Construction and Comprehensive Analysis of Dysregulated Long Noncoding RNA-Associated Competing Endogenous RNA Network in Moyamoya Disease

Background. Moyamoya disease (MMD) is a rare cerebrovascular disease characterized by chronic progressive stenosis or occlusion of the bilateral internal carotid artery (ICA), the anterior cerebral artery (ACA), and the middle cerebral artery (MCA). MMD is secondary to the formation of an abnormal vascular network at the base of the skull. However, the etiology and pathogenesis of MMD remain poorly understood. Methods. A competing endogenous RNA (ceRNA) network was constructed by analyzing sample-matched messenger RNA (mRNA), long non-coding RNA (lncRNA), and microRNA (miRNA) expression profiles from MMD patients and control samples. Then, a protein-protein interaction (PPI) network was constructed to identify crucial genes associated with MMD. Gene Ontology (GO) and Kyoto Encyclopedia of Genes and Genomes pathway (KEGG) enrichment analyses were employed with the DAVID database to investigate the underlying functions of differentially expressed mRNAs (DEmRNAs) involved in the ceRNA network. CMap was used to identify potential small drug molecules. Results.

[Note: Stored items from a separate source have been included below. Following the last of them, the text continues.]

//! src/pipeline.rs
//!
//! The three stages of a word count run. Each call is one request/response
//! against the object store and nothing is kept in memory between calls;
//! stages only coordinate through the keys they write.
//!
//! Writes are not transactional. A Split that fails on its third chunk has
//! already stored the first two, and a failed Reduce may have read some
//! map results. Keys are deterministic for a given run id and index, so
//! calling the stage again overwrites whatever a failed attempt left.
use crate::counts::WordCounts;
use crate::error::PipelineError;
use crate::mappers::count_words;
use crate::reducers::merge;
use crate::reference::{ObjectRef, chunk_key, extract_run_and_index, map_key, result_key};
use crate::run_id::{RunId, RunIdGenerator};
use crate::storage::ObjectStore;
use crate::text_splitter::{effective_chunk_count, split_text};
use anyhow::Context;
use std::sync::Arc;

#[derive(Debug, Clone, PartialEq, Eq, serde::Serialize, serde::Deserialize)]
pub struct SplitRequest {
    pub source_ref: String,
    #[serde(default)]
    pub chunk_count: i64,
}

#[derive(Debug, Clone, PartialEq, Eq, serde::Serialize, serde::Deserialize)]
pub struct SplitResponse {
    pub run_id: RunId,
    pub chunk_refs: Vec<String>,
}

#[derive(Debug, Clone, PartialEq, Eq, serde::Serialize, serde::Deserialize)]
pub struct MapRequest {
    pub chunk_ref: String,
}

#[derive(Debug, Clone, PartialEq, Eq, serde::Serialize, serde::Deserialize)]
pub struct MapResponse {
    pub map_ref: String,
}

#[derive(Debug, Clone, PartialEq, Eq, serde::Serialize, serde::Deserialize)]
pub struct ReduceRequest {
    pub map_refs: Vec<String>,
}

#[derive(Debug, Clone, PartialEq, Eq, serde::Serialize, serde::Deserialize)]
pub struct ReduceResponse {
    pub result_ref: String,
}

#[derive(Debug, Clone)]
pub struct StageService {
    store: Arc<dyn ObjectStore>,
    run_ids: Arc<dyn RunIdGenerator>,
    max_chunk_count: usize,
}

impl StageService {
    pub fn new(
        store: Arc<dyn ObjectStore>,
        run_ids: Arc<dyn RunIdGenerator>,
        max_chunk_count: usize,
    ) -> Self {
        Self {
            store,
            run_ids,
            max_chunk_count,
        }
    }

    pub fn store(&self) -> &Arc<dyn ObjectStore> {
        &self.store
    }

    /// Fetches the source, cuts it into chunks and stores each one under a
    /// fresh run id. Chunks are written in index order.
    #[tracing::instrument(
        name = "Split",
        skip(self, request),
        fields(source_ref = %request.source_ref, run_id = tracing::field::Empty)
    )]
    pub async fn split(&self, request: SplitRequest) -> Result<SplitResponse, PipelineError> {
        let source = ObjectRef::parse(&request.source_ref)?;
        let chunk_count = effective_chunk_count(request.chunk_count);
        if chunk_count > self.max_chunk_count {
            return Err(PipelineError::InvalidInput(format!(
                "chunk_count {chunk_count} exceeds the limit of {}",
                self.max_chunk_count
            )));
        }

        let data = self
            .store
            .get(source.bucket(), source.key())
            .await
            .map_err(|e| PipelineError::store(format!("Failed to fetch source {source}"), e))?;
        let text = String::from_utf8_lossy(&data);

        let run_id = self.run_ids.generate();
        tracing::Span::current().record("run_id", tracing::field::display(&run_id));

        let mut chunk_refs = Vec::with_capacity(chunk_count);
        for chunk in split_text(&text, chunk_count) {
            let chunk_ref = source.with_key(chunk_key(&run_id, chunk.index));
            self.store
                .put(chunk_ref.bucket(), chunk_ref.key(), chunk.text.as_bytes())
                .await
                .map_err(|e| {
                    PipelineError::store(format!("Failed to store chunk {chunk_ref}"), e)
                })?;
            tracing::debug!(index = chunk.index, size = chunk.text.len(), "Stored chunk");
            chunk_refs.push(chunk_ref.to_string());
        }

        tracing::info!(chunks = chunk_refs.len(), "Split complete");
        Ok(SplitResponse { run_id, chunk_refs })
    }

    /// Counts the words of one chunk and stores the counts next to it, under
    /// the chunk's run id and index.
    #[tracing::instrument(
        name = "Map",
        skip(self, request),
        fields(chunk_ref = %request.chunk_ref, run_id = tracing::field::Empty)
    )]
    pub async fn map(&self, request: MapRequest) -> Result<MapResponse, PipelineError> {
        let chunk = ObjectRef::parse(&request.chunk_ref)?;
        let data = self
            .store
            .get(chunk.bucket(), chunk.key())
            .await
            .map_err(|e| PipelineError::store(format!("Failed to fetch chunk {chunk}"), e))?;

        let counts = count_words(&String::from_utf8_lossy(&data));

        let (run_id, index) = extract_run_and_index(chunk.key())?;
        tracing::Span::current().record("run_id", tracing::field::display(&run_id));
        let map_ref = chunk.with_key(map_key(&run_id, index));
        let payload = counts
            .to_json()
            .context("Failed to encode word counts")?;
        self.store
            .put(map_ref.bucket(), map_ref.key(), &payload)
            .await
            .map_err(|e| PipelineError::store(format!("Failed to store map result {map_ref}"), e))?;

        tracing::info!(words = counts.len(), "Map complete");
        Ok(MapResponse {
            map_ref: map_ref.to_string(),
        })
    }

    /// Merges the given map results and stores the sum under the run id of
    /// the first reference that carries one.
    #[tracing::instrument(
        name = "Reduce",
        skip(self, request),
        fields(map_refs = request.map_refs.len(), run_id = tracing::field::Empty)
    )]
    pub async fn reduce(&self, request: ReduceRequest) -> Result<ReduceResponse, PipelineError> {
        if request.map_refs.is_empty() {
            return Err(PipelineError::InvalidInput(
                "map_refs must contain at least one reference".into(),
            ));
        }
        let map_refs = request
            .map_refs
            .iter()
            .map(|r| ObjectRef::parse(r))
            .collect::<Result<Vec<_>, _>>()?;

        let mut partials = Vec::with_capacity(map_refs.len());
        for map_ref in &map_refs {
            partials.push(self.fetch_counts(map_ref).await?);
        }

        let (target, run_id) = map_refs
            .iter()
            .find_map(|r| extract_run_and_index(r.key()).ok().map(|(id, _)| (r, id)))
            .ok_or_else(|| {
                PipelineError::MalformedKey(format!(
                    "none of {} map references carries a run id",
                    map_refs.len()
                ))
            })?;
        tracing::Span::current().record("run_id", tracing::field::display(&run_id));

        let merged = merge(partials)?;
        let result_ref = target.with_key(result_key(&run_id));
        let payload = merged
            .to_json()
            .context("Failed to encode word counts")?;
        self.store
            .put(result_ref.bucket(), result_ref.key(), &payload)
            .await
            .map_err(|e| PipelineError::store(format!("Failed to store result {result_ref}"), e))?;

        tracing::info!(words = merged.len(), total = merged.total(), "Reduce complete");
        Ok(ReduceResponse {
            result_ref: result_ref.to_string(),
        })
    }

    /// Reads a stored word count mapping.
    pub async fn fetch_counts(&self, reference: &ObjectRef) -> Result<WordCounts, PipelineError> {
        let data = self
            .store
            .get(reference.bucket(), reference.key())
            .await
            .map_err(|e| PipelineError::store(format!("Failed to fetch {reference}"), e))?;
        WordCounts::from_json(&data).map_err(|source| PipelineError::MalformedResult {
            reference: reference.to_string(),
            source,
        })
    }
}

A total of 94 miRNAs, 3649 lncRNAs, and 2294 mRNAs were differentially expressed between MMD patients and control samples. A synergistic ceRNA lncRNA-miRNA-mRNA regulatory network was constructed. Core regulatory miRNAs (miR-107 and miR-423-5p) and key mRNAs (STAT5B, FOSL2, CEBPB, and CXCL16) involved in the ceRNA network were identified. GO and KEGG analyses indicated that the DEmRNAs were involved in the regulation of the immune system and inflammation in MMD. Finally, two potential small molecule drugs, CAY-10415 and indirubin, were identified by CMap as candidate drugs for treating MMD. Conclusions. The present study used bioinformatics analysis of candidate RNAs to identify a series of clearly altered miRNAs, lncRNAs, and mRNAs involved in MMD. Furthermore, a ceRNA lncRNA-miRNA-mRNA regulatory network was constructed, which provides insights into the novel molecular pathogenesis of MMD, thus giving promising clues for clinical therapy.